ECG’s radio show and podcast, Healthcare Upside/Down, offers unfiltered perspectives on what’s working in US healthcare and what’s not. Hosted by ECG principal Dr. Nick van Terheyden, each episode features guest panelists who explore the upsides and downsides of healthcare in the US—and how to make the system work for everyone.
Our healthcare system is broken. The most recent Commonwealth Fund report, Mirror Mirror 2021: Reflecting Poorly, compares 11 high-income countries’ healthcare systems and their outcomes across five domains. Despite the US spending far more of its GDP on healthcare than any of the other countries, we rank last in every category but one. “We the people” are not getting the value we want or could get from the healthcare system.
Meanwhile, business is faltering under the weight of healthcare costs, which in the United States are linked to employment. Employers know they need to change the economics, but the healthcare system is filled with a few large companies that dominate the space. They own the payment streams. They own the delivery options. They own the marketplace. And they push back on any change that affects their bottom line.
Dr. Brian Klepper is a healthcare analyst, commentator, and entrepreneur. He is the CEO of Worksite Health Advisors, a benefits consultancy focused on linking high-performance healthcare organizations with purchasers. Talk with Brian for just a few minutes and you’ll quickly realize how fed up he is with the status quo of healthcare and the industry’s resistance to disruption. “The only way out is to find new entrants into the marketplace that can make purchasers a deal they can’t refuse in terms of better health outcomes and lower costs,” he says.
Brian joins us this week on Healthcare Upside/Down, and together we challenge the notion that healthcare costs and premiums must continue to rise. Below are three takeaways from our conversation.
Not everyone is unhappy with the status quo.
If healthcare were like any other business marketplace, costs would decline as efficiencies rose. But with the market controlled by a handful of powerful organizations, effecting change is an uphill battle. “Everything is rigged,” Brian says. “Our policy environment is owned by the large healthcare companies, who lobby to get their way on every single thing that comes along in healthcare. The big players make more if healthcare costs more, so they’re not going to back off of that until they absolutely have to.”
The control exerted by those organizations makes disruption of the healthcare market a daunting prospect. But billion-dollar health plans are only part of the problem. In between the health plans and the organizations that purchase their services—employers and unions—are a group of stakeholders who are also resistant to change. Brian refers to the broker community, in particular, as “a very corrupt enterprise.”
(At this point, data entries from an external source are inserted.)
//! OAuth token exchange and refresh
//!
//! Handles the two token endpoint interactions:
//! 1. Authorization code exchange (completes the authorization flow)
//! 2. Token refresh (driven by the dispatcher after a 401)
//!
//! Both POST to `{base_url}/token` with different grant types. Neither
//! persists the returned token set; that is the caller's job.

use std::collections::BTreeMap;
use std::fmt;

use serde::{Deserialize, Serialize};
use tracing::{debug, info, warn};

use crate::config::{OAuthConfig, TokenRequestFormat};
use crate::constants::DEFAULT_TOKEN_TYPE;
use crate::error::{Error, Result};
use crate::storage::TokenStorage;

/// Tokens issued by the token endpoint, as held in storage.
///
/// `expires_in` is a delta in seconds from issuance. `stored_at` is a unix
/// timestamp in milliseconds assigned by the storage backend, never by the
/// server.
#[derive(Clone, PartialEq, Eq, Serialize, Deserialize)]
pub struct TokenSet {
    pub access_token: String,
    #[serde(default, skip_serializing_if = "Option::is_none")]
    pub refresh_token: Option<String>,
    #[serde(default = "default_token_type")]
    pub token_type: String,
    #[serde(default, skip_serializing_if = "Option::is_none")]
    pub expires_in: Option<u64>,
    #[serde(default, skip_serializing_if = "Option::is_none")]
    pub stored_at: Option<u64>,
}

fn default_token_type() -> String {
    DEFAULT_TOKEN_TYPE.to_string()
}

impl TokenSet {
    /// Bearer token set with no expiry information.
    pub fn bearer(access_token: impl Into<String>, refresh_token: Option<&str>) -> Self {
        Self {
            access_token: access_token.into(),
            refresh_token: refresh_token.map(str::to_string),
            token_type: default_token_type(),
            expires_in: None,
            stored_at: None,
        }
    }

    /// Absolute expiry as unix milliseconds. Needs both `stored_at` and
    /// `expires_in`. Saturates at `u64::MAX` for lifetimes too large to
    /// represent.
    pub fn expires_at(&self) -> Option<u64> {
        let lifetime = self.expires_in?.saturating_mul(1000);
        Some(self.stored_at?.saturating_add(lifetime))
    }

    /// Whether the access token expires within `window_millis` of `now_millis`.
    /// Sets without expiry information never report as expiring.
    pub fn expires_within(&self, window_millis: u64, now_millis: u64) -> bool {
        self.expires_at()
            .is_some_and(|at| at <= now_millis.saturating_add(window_millis))
    }
}

impl fmt::Debug for TokenSet {
    fn fmt(&self, f: &mut fmt::Formatter<'_>) -> fmt::Result {
        f.debug_struct("TokenSet")
            .field("access_token", &"[REDACTED]")
            .field(
                "refresh_token",
                &self.refresh_token.as_ref().map(|_| "[REDACTED]"),
            )
            .field("token_type", &self.token_type)
            .field("expires_in", &self.expires_in)
            .field("stored_at", &self.stored_at)
            .finish()
    }
}

/// OAuth 2.0 error body: `{"error": "...", "error_description": "..."}`.
#[derive(Debug, Clone, PartialEq, Eq, Serialize, Deserialize)]
pub struct OAuthErrorResponse {
    pub error: String,
    #[serde(default, skip_serializing_if = "Option::is_none")]
    pub error_description: Option<String>,
}

impl OAuthErrorResponse {
    /// Parse an error body, or `None` if it is not an OAuth error object.
    pub fn parse(body: &str) -> Option<Self> {
        serde_json::from_str(body).ok()
    }
}

/// Exchange an authorization code for tokens.
///
/// If storage holds a pending PKCE verifier it is sent as `code_verifier`.
/// The verifier slot is cleared before the request goes out, whatever the
/// outcome, so a failed exchange never leaves a reusable verifier behind;
/// retrying the flow means building a new authorization URL.
pub async fn exchange_code(
    client: &reqwest::Client,
    config: &OAuthConfig,
    storage: &dyn TokenStorage,
    code: &str,
) -> Result<TokenSet> {
    let verifier = storage.get_code_verifier().await?;
    storage.clear_code_verifier().await?;

    let mut params = vec![
        ("grant_type", "authorization_code".to_string()),
        ("code", code.to_string()),
        ("redirect_uri", config.redirect_uri().to_string()),
        ("client_id", config.client_id().to_string()),
    ];
    let pkce = verifier.is_some();
    if let Some(verifier) = verifier {
        params.push(("code_verifier", verifier));
    }
    debug!(pkce, "exchanging authorization code");

    let response = send_token_request(client, config, &params)
        .await
        .map_err(|e| Error::TokenExchange {
            message: format!("token exchange request failed: {e}"),
            status: None,
            oauth_error: None,
        })?;

    let status = response.status();
    if !status.is_success() {
        let body = response
            .text()
            .await
            .unwrap_or_else(|_| String::from("<no body>"));
        warn!(status = status.as_u16(), "token endpoint rejected authorization code");
        return Err(Error::TokenExchange {
            message: format!("token endpoint returned {status}: {body}"),
            status: Some(status.as_u16()),
            oauth_error: OAuthErrorResponse::parse(&body),
        });
    }

    let tokens = response
        .json::<TokenSet>()
        .await
        .map_err(|e| Error::TokenExchange {
            message: format!("invalid token response: {e}"),
            status: Some(status.as_u16()),
            oauth_error: None,
        })?;
    info!("authorization code exchanged for tokens");
    Ok(tokens)
}

/// Obtain a new token set using a refresh token.
///
/// Does not touch storage. Any transport failure or non-2xx response is a
/// `TokenRefresh` error carrying the underlying cause.
pub async fn refresh_tokens(
    client: &reqwest::Client,
    config: &OAuthConfig,
    refresh_token: &str,
) -> Result<TokenSet> {
    let params = [
        ("grant_type", "refresh_token".to_string()),
        ("refresh_token", refresh_token.to_string()),
        ("client_id", config.client_id().to_string()),
    ];

    let response = send_token_request(client, config, &params)
        .await
        .map_err(|e| Error::TokenRefresh {
            message: "could not reach token endpoint".into(),
            status: None,
            source: Some(e),
        })?;

    let status = response.status();
    if !status.is_success() {
        let body = response
            .text()
            .await
            .unwrap_or_else(|_| String::from("<no body>"));
        return Err(Error::refresh(
            format!("token endpoint returned {status}: {body}"),
            Some(status.as_u16()),
        ));
    }

    response
        .json::<TokenSet>()
        .await
        .map_err(|e| Error::TokenRefresh {
            message: "invalid refresh response".into(),
            status: Some(status.as_u16()),
            source: Some(e),
        })
}

/// POST grant parameters to the token endpoint in the configured encoding.
async fn send_token_request(
    client: &reqwest::Client,
    config: &OAuthConfig,
    params: &[(&str, String)],
) -> reqwest::Result<reqwest::Response> {
    let request = client.post(config.token_endpoint());
    let request = match config.token_request_format() {
        TokenRequestFormat::Json => {
            let body: BTreeMap<&str, &str> =
                params.iter().map(|(k, v)| (*k, v.as_str())).collect();
            request.json(&body)
        }
        TokenRequestFormat::Form => request.form(params),
    };
    request.send().await
}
“So we have brokers who are taking money from the health plans, advising purchasers on what the structure of their health plans needs to look like, [and] who the vendors should be,” he explains. “There’s the benefits managers who work for the employers and unions themselves, who like the status quo; they’re not being held accountable for the cost. Then you have the benefits advisers who are working presumably on behalf of the of the purchasers, but really are most often working for the health plans and other interests.”
Give them an offer they can’t refuse.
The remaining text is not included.